The problem
Keep only the lines of the listing that include the word "completed", and copy them.

Source data
────────────────────

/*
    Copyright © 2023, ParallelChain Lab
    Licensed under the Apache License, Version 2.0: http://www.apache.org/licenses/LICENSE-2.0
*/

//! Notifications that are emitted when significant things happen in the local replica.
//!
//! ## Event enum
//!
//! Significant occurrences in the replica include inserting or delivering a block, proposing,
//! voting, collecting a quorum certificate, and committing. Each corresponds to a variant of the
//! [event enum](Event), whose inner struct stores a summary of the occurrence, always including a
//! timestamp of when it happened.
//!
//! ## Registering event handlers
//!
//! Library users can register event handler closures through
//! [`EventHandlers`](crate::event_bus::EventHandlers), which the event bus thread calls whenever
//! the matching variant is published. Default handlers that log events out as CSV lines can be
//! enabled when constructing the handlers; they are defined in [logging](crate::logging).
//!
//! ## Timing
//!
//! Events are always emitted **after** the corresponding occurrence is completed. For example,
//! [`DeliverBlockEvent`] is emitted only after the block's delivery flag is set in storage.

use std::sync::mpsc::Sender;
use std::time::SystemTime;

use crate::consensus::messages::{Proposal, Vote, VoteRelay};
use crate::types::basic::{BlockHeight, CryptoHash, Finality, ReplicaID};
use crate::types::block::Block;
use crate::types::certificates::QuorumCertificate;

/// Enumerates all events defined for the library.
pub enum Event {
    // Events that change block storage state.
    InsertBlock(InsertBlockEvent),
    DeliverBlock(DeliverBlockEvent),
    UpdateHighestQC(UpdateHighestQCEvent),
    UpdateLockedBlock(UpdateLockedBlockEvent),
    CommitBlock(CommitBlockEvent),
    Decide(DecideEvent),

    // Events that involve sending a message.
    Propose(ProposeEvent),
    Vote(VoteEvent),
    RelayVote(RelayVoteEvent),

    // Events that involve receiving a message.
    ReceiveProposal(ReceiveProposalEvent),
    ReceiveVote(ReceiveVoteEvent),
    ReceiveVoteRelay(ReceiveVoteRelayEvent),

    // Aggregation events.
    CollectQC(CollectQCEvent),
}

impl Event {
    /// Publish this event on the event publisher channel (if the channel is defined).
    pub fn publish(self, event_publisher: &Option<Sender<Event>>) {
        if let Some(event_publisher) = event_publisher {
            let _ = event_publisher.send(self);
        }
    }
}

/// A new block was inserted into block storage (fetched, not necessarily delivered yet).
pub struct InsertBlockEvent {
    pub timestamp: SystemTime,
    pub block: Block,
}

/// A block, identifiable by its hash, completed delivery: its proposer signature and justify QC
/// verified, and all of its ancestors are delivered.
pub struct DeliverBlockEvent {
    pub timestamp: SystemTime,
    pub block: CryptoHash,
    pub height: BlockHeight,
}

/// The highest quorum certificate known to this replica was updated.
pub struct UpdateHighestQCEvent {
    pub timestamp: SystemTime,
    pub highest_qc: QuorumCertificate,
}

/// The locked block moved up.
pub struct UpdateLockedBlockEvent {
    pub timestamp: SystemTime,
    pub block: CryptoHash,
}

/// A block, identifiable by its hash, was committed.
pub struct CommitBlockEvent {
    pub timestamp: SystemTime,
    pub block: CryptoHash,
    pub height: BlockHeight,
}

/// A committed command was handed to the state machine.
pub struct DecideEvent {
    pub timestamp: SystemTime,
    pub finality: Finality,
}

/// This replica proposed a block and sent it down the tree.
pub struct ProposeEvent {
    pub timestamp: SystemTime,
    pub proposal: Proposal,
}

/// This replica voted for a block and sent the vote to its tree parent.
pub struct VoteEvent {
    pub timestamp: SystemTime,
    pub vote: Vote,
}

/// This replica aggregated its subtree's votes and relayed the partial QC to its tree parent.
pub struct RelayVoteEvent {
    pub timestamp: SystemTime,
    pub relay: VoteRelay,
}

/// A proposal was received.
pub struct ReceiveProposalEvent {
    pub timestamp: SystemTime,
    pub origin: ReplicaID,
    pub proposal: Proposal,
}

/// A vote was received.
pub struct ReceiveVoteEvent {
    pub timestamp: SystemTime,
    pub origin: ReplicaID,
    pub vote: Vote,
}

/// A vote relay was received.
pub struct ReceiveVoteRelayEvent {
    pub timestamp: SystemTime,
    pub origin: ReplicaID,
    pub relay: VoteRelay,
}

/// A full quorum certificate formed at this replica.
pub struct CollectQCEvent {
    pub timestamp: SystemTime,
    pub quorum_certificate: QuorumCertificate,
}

────────────────────

Your response
//! Events are always emitted **after** the corresponding occurrence is completed. For example,
/// A block, identifiable by its hash, completed delivery: its proposer signature and justify QC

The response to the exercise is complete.